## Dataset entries

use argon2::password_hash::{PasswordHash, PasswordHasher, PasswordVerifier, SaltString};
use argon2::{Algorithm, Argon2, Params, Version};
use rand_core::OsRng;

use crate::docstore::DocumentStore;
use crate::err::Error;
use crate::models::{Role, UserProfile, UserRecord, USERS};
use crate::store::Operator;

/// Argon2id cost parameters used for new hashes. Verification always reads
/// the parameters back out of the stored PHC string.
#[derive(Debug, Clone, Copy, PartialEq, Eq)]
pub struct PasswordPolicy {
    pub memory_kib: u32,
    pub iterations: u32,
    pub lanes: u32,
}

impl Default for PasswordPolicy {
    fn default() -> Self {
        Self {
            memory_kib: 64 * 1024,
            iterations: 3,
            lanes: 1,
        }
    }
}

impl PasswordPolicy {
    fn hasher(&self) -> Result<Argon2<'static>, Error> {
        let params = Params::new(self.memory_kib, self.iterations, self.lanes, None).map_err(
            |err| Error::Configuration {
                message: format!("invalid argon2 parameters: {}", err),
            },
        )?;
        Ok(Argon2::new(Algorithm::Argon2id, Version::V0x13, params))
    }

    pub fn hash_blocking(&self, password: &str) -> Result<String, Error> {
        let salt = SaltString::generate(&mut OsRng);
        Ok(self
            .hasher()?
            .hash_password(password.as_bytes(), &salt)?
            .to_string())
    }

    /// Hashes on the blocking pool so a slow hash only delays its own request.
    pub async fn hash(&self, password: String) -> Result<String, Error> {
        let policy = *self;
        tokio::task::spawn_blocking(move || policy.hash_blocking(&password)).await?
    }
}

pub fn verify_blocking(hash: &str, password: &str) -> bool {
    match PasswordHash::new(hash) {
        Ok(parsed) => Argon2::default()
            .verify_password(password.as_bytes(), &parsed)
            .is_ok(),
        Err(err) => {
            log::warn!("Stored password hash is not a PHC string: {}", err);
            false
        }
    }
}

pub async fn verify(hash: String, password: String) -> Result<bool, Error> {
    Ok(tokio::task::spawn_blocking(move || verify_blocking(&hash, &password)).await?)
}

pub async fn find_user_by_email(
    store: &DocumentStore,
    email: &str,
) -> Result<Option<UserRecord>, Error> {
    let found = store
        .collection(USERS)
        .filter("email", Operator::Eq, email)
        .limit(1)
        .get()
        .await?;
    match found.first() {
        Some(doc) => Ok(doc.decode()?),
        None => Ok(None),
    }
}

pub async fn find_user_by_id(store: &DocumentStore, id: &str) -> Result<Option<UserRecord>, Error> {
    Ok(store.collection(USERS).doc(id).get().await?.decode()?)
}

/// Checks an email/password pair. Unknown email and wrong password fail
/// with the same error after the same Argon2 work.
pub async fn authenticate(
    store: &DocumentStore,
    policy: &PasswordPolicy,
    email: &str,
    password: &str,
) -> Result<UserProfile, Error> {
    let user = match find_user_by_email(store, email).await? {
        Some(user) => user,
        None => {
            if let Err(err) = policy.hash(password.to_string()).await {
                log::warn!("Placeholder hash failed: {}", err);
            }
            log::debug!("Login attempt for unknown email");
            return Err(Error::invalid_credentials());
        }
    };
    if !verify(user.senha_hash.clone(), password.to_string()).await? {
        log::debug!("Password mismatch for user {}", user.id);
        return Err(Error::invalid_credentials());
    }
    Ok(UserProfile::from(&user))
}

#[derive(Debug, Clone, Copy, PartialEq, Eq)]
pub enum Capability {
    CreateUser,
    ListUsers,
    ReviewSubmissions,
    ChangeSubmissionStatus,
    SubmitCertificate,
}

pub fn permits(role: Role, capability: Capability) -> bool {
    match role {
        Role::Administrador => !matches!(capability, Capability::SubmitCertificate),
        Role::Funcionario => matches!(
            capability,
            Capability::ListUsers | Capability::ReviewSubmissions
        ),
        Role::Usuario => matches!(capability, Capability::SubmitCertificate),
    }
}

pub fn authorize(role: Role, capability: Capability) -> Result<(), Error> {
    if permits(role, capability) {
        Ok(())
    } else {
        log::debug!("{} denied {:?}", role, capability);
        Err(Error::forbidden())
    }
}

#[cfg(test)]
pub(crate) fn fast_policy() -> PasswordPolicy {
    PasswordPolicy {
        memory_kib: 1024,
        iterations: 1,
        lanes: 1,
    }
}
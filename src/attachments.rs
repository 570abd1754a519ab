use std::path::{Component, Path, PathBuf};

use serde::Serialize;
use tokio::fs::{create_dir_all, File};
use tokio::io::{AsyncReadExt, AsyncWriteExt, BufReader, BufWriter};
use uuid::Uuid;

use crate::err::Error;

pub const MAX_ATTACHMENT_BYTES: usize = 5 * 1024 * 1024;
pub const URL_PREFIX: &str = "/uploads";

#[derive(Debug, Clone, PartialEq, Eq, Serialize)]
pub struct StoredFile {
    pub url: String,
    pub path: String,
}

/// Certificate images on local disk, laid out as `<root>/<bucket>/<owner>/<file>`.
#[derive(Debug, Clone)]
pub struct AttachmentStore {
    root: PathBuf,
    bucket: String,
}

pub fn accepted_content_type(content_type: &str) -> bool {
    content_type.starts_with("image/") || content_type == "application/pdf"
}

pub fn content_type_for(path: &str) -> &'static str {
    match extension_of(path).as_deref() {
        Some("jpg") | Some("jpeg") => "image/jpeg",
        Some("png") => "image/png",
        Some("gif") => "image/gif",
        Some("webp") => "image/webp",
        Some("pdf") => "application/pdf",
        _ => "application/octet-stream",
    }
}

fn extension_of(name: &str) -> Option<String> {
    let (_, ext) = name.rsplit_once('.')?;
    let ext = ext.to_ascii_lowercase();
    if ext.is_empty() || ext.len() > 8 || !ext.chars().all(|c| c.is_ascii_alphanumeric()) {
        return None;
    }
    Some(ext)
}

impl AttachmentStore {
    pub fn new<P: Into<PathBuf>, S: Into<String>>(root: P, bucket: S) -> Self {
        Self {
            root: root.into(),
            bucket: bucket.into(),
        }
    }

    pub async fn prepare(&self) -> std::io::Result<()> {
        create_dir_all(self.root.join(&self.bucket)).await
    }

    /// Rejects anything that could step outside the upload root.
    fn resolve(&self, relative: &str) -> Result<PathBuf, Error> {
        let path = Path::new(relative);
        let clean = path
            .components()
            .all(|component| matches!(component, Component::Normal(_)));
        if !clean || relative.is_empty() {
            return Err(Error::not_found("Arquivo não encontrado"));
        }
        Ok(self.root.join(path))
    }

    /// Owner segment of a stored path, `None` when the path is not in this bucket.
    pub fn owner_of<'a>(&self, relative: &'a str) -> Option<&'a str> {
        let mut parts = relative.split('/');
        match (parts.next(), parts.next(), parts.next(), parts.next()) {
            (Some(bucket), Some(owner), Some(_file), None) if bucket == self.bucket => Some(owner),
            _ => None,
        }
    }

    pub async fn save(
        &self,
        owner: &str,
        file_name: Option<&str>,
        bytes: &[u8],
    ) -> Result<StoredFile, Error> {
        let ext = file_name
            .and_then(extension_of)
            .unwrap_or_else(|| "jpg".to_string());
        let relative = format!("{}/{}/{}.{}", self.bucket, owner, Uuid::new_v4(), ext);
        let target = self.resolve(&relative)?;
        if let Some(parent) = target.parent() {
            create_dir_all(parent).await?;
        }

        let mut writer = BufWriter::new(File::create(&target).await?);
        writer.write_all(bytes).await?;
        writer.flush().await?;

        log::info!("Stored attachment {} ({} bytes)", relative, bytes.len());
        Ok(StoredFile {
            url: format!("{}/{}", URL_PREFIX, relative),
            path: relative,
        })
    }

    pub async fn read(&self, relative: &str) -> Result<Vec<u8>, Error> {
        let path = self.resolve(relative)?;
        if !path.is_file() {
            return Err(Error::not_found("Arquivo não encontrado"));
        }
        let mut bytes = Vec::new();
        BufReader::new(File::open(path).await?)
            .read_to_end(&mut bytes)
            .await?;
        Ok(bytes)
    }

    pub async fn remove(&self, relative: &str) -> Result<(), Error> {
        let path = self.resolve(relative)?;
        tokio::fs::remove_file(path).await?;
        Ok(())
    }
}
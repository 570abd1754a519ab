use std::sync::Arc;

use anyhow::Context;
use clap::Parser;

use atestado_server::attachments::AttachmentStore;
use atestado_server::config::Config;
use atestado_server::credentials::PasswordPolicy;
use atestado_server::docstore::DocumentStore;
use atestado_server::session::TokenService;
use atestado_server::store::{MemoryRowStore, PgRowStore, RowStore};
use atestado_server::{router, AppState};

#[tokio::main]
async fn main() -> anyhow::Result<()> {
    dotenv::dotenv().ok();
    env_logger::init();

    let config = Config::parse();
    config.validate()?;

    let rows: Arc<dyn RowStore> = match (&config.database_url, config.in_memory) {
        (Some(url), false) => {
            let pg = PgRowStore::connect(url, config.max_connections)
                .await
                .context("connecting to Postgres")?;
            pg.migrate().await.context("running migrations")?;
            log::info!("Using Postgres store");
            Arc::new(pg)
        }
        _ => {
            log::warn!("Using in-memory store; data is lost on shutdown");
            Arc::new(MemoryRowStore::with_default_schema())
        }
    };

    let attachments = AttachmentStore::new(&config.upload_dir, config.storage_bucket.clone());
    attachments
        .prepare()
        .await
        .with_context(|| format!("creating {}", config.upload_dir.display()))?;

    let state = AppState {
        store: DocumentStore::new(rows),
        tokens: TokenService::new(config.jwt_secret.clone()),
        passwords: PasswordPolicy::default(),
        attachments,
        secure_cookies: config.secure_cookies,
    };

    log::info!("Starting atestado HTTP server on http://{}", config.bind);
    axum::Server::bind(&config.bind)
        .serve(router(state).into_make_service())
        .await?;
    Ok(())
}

## TASK INSTRUCTIONS
The lines above that hold the word "OsRng" need counting; write the count and nothing more.

## EXERCISE SOLUTION
2